(MATERIAL FOR THE TASK)

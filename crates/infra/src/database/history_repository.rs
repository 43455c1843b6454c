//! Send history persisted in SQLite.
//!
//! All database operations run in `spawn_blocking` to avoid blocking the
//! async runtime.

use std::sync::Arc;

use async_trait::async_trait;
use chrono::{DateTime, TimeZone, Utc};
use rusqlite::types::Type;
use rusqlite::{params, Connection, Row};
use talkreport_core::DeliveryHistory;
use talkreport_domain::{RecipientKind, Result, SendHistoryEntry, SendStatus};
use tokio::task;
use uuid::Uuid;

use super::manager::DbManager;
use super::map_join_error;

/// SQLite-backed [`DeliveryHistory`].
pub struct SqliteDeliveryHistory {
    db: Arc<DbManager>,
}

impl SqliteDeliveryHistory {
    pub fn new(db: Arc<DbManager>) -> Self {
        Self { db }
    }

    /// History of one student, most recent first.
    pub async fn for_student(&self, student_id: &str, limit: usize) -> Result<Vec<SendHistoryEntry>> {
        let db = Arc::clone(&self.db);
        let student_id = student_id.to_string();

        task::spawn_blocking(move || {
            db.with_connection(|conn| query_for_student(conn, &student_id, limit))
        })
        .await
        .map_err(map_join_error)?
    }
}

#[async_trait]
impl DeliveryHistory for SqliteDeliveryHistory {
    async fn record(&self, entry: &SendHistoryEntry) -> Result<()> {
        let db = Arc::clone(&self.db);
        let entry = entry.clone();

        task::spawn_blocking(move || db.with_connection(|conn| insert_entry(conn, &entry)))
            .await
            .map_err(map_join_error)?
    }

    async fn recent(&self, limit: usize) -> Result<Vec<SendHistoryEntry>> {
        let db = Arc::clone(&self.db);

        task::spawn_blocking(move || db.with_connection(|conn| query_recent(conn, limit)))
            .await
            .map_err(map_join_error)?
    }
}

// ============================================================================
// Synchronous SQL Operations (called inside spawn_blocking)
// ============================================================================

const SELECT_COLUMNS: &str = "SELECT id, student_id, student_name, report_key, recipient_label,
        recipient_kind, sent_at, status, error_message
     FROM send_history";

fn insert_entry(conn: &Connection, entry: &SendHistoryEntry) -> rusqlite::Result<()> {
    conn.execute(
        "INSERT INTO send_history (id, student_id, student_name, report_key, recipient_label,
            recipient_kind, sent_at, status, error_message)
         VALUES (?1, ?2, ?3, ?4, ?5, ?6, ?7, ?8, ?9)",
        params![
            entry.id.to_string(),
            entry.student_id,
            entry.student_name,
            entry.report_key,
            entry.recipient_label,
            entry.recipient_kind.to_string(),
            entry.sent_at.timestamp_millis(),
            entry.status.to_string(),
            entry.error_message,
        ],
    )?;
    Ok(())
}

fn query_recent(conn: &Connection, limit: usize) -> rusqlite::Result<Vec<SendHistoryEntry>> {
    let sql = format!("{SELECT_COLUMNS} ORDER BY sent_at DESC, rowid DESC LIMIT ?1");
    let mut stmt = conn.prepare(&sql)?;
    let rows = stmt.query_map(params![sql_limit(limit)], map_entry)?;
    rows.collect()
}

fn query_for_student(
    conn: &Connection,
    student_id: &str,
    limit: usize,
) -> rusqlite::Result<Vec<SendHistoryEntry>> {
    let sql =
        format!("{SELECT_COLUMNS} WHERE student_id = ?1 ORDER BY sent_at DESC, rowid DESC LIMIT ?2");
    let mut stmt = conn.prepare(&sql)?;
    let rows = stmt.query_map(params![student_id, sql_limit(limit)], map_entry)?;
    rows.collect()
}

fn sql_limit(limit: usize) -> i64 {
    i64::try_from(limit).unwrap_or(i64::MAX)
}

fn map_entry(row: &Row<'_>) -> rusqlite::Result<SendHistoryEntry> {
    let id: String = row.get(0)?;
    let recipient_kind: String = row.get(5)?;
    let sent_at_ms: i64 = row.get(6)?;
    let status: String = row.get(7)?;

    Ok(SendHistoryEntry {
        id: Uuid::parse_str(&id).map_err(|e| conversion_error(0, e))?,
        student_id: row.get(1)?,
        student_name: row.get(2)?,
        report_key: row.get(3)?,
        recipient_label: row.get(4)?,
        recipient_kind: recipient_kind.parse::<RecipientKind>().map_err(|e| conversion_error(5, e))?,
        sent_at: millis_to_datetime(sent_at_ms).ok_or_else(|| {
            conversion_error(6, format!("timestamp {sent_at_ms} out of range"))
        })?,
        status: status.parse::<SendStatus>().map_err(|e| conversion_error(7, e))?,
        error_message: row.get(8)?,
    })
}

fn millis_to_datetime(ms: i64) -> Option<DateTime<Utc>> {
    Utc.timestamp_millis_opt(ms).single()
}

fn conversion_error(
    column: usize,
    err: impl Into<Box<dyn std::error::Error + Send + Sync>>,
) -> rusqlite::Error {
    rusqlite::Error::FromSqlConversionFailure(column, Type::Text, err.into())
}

(End MATERIAL FOR THE TASK)

> **INSTRUCTIONS FOR THE TASK**: Copy out every line from the data above that has "format" in it.

> **RESPONSE**:
    let sql = format!("{SELECT_COLUMNS} ORDER BY sent_at DESC, rowid DESC LIMIT ?1");
        format!("{SELECT_COLUMNS} WHERE student_id = ?1 ORDER BY sent_at DESC, rowid DESC LIMIT ?2");
            conversion_error(6, format!("timestamp {sent_at_ms} out of range"))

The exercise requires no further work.